De acordo com o peemedebista, Adão foi contratado no dia 21 de julho, mas devido ao recesso parlamentar, o funcionário só iniciou os trabalhos no dia 02 de agosto. No dia 31 do mesmo mês, Escórcio foi para o Maranhão para reuniões com a executiva do partido no estado e aproveitou para realizar trabalhos com sua base eleitoral. Nos dias seguintes, véspera do feriado de 7 de setembro, Escórcio dispensou seus funcionários, já que não havia sessões marcadas no plenário. No total, o deputado ficou nove dias fora de Brasília. “Nesse período, o meu pessoal ficou fora do gabinete como uma compensação. Quando o titular não está, o chefe de gabinete libera. Aí, encontraram o motorista que é do meu gabinete, fazendo serviço para a mulher do Pedro Novais por conta própria. Eu não tenho que ser babá de funcionário meu. Ele está liberado, então faz o que bem entender”, explicou-se. O deputado ainda afirmou que não demitirá Adão, já que não classifica sua conduta como errônea.

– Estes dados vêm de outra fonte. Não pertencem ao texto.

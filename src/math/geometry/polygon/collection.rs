// src/math/geometry/polygon/collection.rs

use super::core::{Polygon, to_geo_polygon};
use super::transformations::{PolygonTransformer, TransformSet};
use crate::math::{
    error::*,
    types::{Bounds2D, Point2D},
};

#[cfg(feature = "parallel")]
use rayon::prelude::*;

/// Eine Generation von Polygonen in einem flachen Vertex-Puffer.
///
/// Affine Abbildungen ändern die Vertex-Anzahl nicht, daher haben alle
/// Polygone einer Generation dieselbe Länge (`stride`). Polygon `i` liegt
/// in `vertices[i * stride..(i + 1) * stride]`.
#[derive(Debug, Clone, PartialEq)]
pub struct PolygonCollection {
    vertices: Vec<Point2D>,
    stride: usize,
    generation: u32,
}

impl PolygonCollection {
    /// Generation 0: nur das Start-Polygon.
    pub fn from_seed(seed: &Polygon) -> Self {
        Self {
            vertices: seed.vertices().to_vec(),
            stride: seed.len(),
            generation: 0,
        }
    }

    /// Anzahl der Polygone
    pub fn len(&self) -> usize {
        self.vertices.len() / self.stride
    }

    pub fn is_empty(&self) -> bool {
        self.vertices.is_empty()
    }

    /// Anzahl der abgeschlossenen Runden, die zu dieser Sammlung geführt haben.
    pub fn generation(&self) -> u32 {
        self.generation
    }

    pub fn vertices_per_polygon(&self) -> usize {
        self.stride
    }

    /// Gesamtzahl der Vertices über alle Polygone
    pub fn vertex_count(&self) -> usize {
        self.vertices.len()
    }

    pub fn polygon(&self, index: usize) -> Option<&[Point2D]> {
        let start = index.checked_mul(self.stride)?;
        self.vertices.get(start..start.checked_add(self.stride)?)
    }

    pub fn iter(&self) -> std::slice::ChunksExact<'_, Point2D> {
        self.vertices.chunks_exact(self.stride)
    }

    /// Der rohe Vertex-Puffer, Polygon für Polygon.
    pub fn as_flat(&self) -> &[Point2D] {
        &self.vertices
    }

    pub fn to_polygons(&self) -> Vec<Polygon> {
        self.iter()
            .map(|vertices| Polygon::from_nonempty(vertices.to_vec()))
            .collect()
    }

    pub fn to_multi_polygon(&self) -> geo::MultiPolygon<f64> {
        geo::MultiPolygon::new(self.iter().map(to_geo_polygon).collect())
    }

    /// Bounding Box über alle Vertices aller Polygone.
    pub fn bounds(&self) -> Option<Bounds2D> {
        Bounds2D::from_points_iter(self.vertices.iter().copied())
    }

    /// Berechnet die nächste Generation: äußere Schleife über die Polygone,
    /// innere über die Abbildungen in ihrer Reihenfolge.
    ///
    /// Der Zielpuffer wird vorab mit `try_reserve_exact` angelegt; schlägt das
    /// fehl, gibt es keine Teilergebnisse.
    pub fn expand(&self, transforms: &TransformSet) -> IfsResult<Self> {
        let generation = self.generation.saturating_add(1);
        let overflow = IfsError::ResourceExhaustion {
            generation,
            requested: usize::MAX,
        };
        let block = self
            .stride
            .checked_mul(transforms.len())
            .ok_or_else(|| overflow.clone())?;
        let requested = self.len().checked_mul(block).ok_or(overflow)?;

        let mut next: Vec<Point2D> = Vec::new();
        next.try_reserve_exact(requested)
            .map_err(|_| IfsError::ResourceExhaustion {
                generation,
                requested,
            })?;
        next.resize(requested, Point2D::origin());

        let maps = transforms.prepared();

        #[cfg(feature = "parallel")]
        {
            next.par_chunks_exact_mut(block)
                .zip(self.vertices.par_chunks_exact(self.stride))
                .for_each(|(out, parent)| PolygonTransformer::expand_into(parent, &maps, out));
        }

        #[cfg(not(feature = "parallel"))]
        {
            for (out, parent) in next.chunks_exact_mut(block).zip(self.iter()) {
                PolygonTransformer::expand_into(parent, &maps, out);
            }
        }

        Ok(Self {
            vertices: next,
            stride: self.stride,
            generation,
        })
    }
}

impl<'a> IntoIterator for &'a PolygonCollection {
    type Item = &'a [Point2D];
    type IntoIter = std::slice::ChunksExact<'a, Point2D>;

    fn into_iter(self) -> Self::IntoIter {
        self.iter()
    }
}
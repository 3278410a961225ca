// src/math/geometry/polygon/transformations/transformer.rs
use super::affine::{AffineTransformable, PreparedMap, TransformSet};
use crate::math::{geometry::polygon::Polygon, types::Point2D};

/// Wendet alle Abbildungen einer `TransformSet` auf ein Polygon an.
pub struct PolygonTransformer;

impl PolygonTransformer {
    /// Ein Kind-Polygon pro Abbildung, in der Reihenfolge der Abbildungen.
    /// Die Kinder teilen keine Daten mit dem Eltern-Polygon.
    pub fn transform_all(polygon: &Polygon, transforms: &TransformSet) -> Vec<Polygon> {
        transforms
            .iter()
            .map(|map| polygon.transform(map))
            .collect()
    }

    /// Schreibt alle Kinder eines Polygons hintereinander in `out`.
    ///
    /// `out` muss genau `parent.len() * maps.len()` Plätze haben.
    pub(crate) fn expand_into(parent: &[Point2D], maps: &[PreparedMap], out: &mut [Point2D]) {
        debug_assert_eq!(out.len(), parent.len() * maps.len());
        for (map, child) in maps.iter().zip(out.chunks_exact_mut(parent.len())) {
            for (slot, &vertex) in child.iter_mut().zip(parent) {
                *slot = map.apply(vertex);
            }
        }
    }
}

#[cfg(test)]
mod tests {
    use super::*;
    use crate::math::geometry::polygon::transformations::affine::AffineMap;
    use approx::assert_abs_diff_eq;

    fn unit_square() -> Polygon {
        Polygon::from_coords(&[[0.0, 0.0], [1.0, 0.0], [1.0, 1.0], [0.0, 1.0]]).unwrap()
    }

    #[test]
    fn test_one_child_per_map_in_order() {
        let transforms = TransformSet::new(vec![
            AffineMap::with_shift(0.5, 0.0, 0.0, 0.0),
            AffineMap::with_shift(0.5, 0.0, 0.5, 0.0),
            AffineMap::with_shift(0.5, 0.0, 0.0, 0.5),
        ])
        .unwrap();

        let children = PolygonTransformer::transform_all(&unit_square(), &transforms);
        assert_eq!(children.len(), 3);
        for child in &children {
            assert_eq!(child.len(), 4);
        }
        // First vertex of each child is the shift of its map
        assert_eq!(children[0].vertices()[0], Point2D::new(0.0, 0.0));
        assert_eq!(children[1].vertices()[0], Point2D::new(0.5, 0.0));
        assert_eq!(children[2].vertices()[0], Point2D::new(0.0, 0.5));
        // Vertex order inside a child follows the parent
        assert_eq!(children[1].vertices()[2], Point2D::new(1.0, 0.5));
    }

    #[test]
    fn test_expand_into_matches_transform_all() {
        let square = unit_square();
        let transforms = TransformSet::new(vec![
            AffineMap::with_shift(0.5, 0.3, 0.1, 0.0),
            AffineMap::with_shift(0.25, -1.2, 0.0, 0.7),
        ])
        .unwrap();

        let expected = PolygonTransformer::transform_all(&square, &transforms);
        let mut out = vec![Point2D::origin(); square.len() * transforms.len()];
        PolygonTransformer::expand_into(square.vertices(), &transforms.prepared(), &mut out);

        let flat: Vec<Point2D> = expected
            .iter()
            .flat_map(|p| p.vertices().iter().copied())
            .collect();
        for (a, b) in out.iter().zip(&flat) {
            assert_abs_diff_eq!(a.x, b.x, epsilon = 1e-12);
            assert_abs_diff_eq!(a.y, b.y, epsilon = 1e-12);
        }
    }
}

A argumentação do Psol se ampara em recente jurisprudência do Supremo Tribunal Federal a respeito de parlamentares licenciados para exercer, como era o caso de Novais, cargos de comando no Executivo. “o membro do Congresso Nacional que se licencia do mandato para investir-se no cargo de ministro de Estado não perde os laços que o unem, organicamente, ao Parlamento (…) ainda que licenciado, cumpre-lhe guardar estrita observância às vedações e incompatibilidades inerentes ao estatuto constitucional do congressista, assim como às exigências ético-jurídicas que a Constituição e os regimentos internos das casas legislativas estabelecem como elementos caracterizadores do decoro parlamentar”, diz o entendimento do Supremo.

Tour

Para provar que dispensar os funcionários é prática comum, na manhã de hoje (sexta-feira, 16), Escórcio convidou o Congresso em Foco a acompanhá-lo em um tour de meia hora pelos gabinetes da bancada que o acusou. A intenção era mostrar que os locais estavam fechados e os funcionários gozavam de folga em um dia de expediente normal. "Fizeram confusão para mim, eu também vou fazer para eles", disse Escórcio. Mas, apesar de os deputados da bancada do Psol não estarem em Brasília hoje, nenhum gabinete foi encontrado trancado.

No momento da visita à sala do deputado Chico Alencar, uma funcionária estava presente e informou que os demais haviam saído para almoçar. Mais tarde, a chefe de gabinete do deputado entrou em contato com a reportagem para esclarecer que os demais funcionários estavam em reunião na sala da liderança do Psol na Câmara. No gabinete de Ivan Valente, Escórcio foi recebido pelo chefe de gabinete que explicou que em Brasília apenas três servidore trabalham. Hoje, dois estavam presentes. A terceira funcionária está de licença médica. E no último gabinete, do deputado Jean Wyllys, os funcionários trabalhavam normalmente. O chefe de gabinete explicou que quem não estava na Casa, havia saído para realizar trabalhos rotineiros na rua. Escórcio questionou sobre a quantidade de funcionários que trabalham em cada local. Ainda durante o passeio pelos corredores, foi verificado que alguns gabinetes de outros partidos estavam realmente trancados.

“Ele tem todo o direito de se explicar, mas não deve fazer isso a mim. Ele deve usar toda essa energia dele para se defender na Corregedoria da Casa”, afirmou o deputado Chico Alencar, autor do memorando. Segundo ele, todos os seus funcionários trabalham diariamente, inclusive em finais de semana, quando necessário. “Eu tenho a responsabilidade pela gerência da minha equipe. Às sextas-feiras pela manhã, fazemos reunião na liderança do partido, com os funcionários dos três mandatos. É uma dedicação total e tenho como provar isso”, afirmou.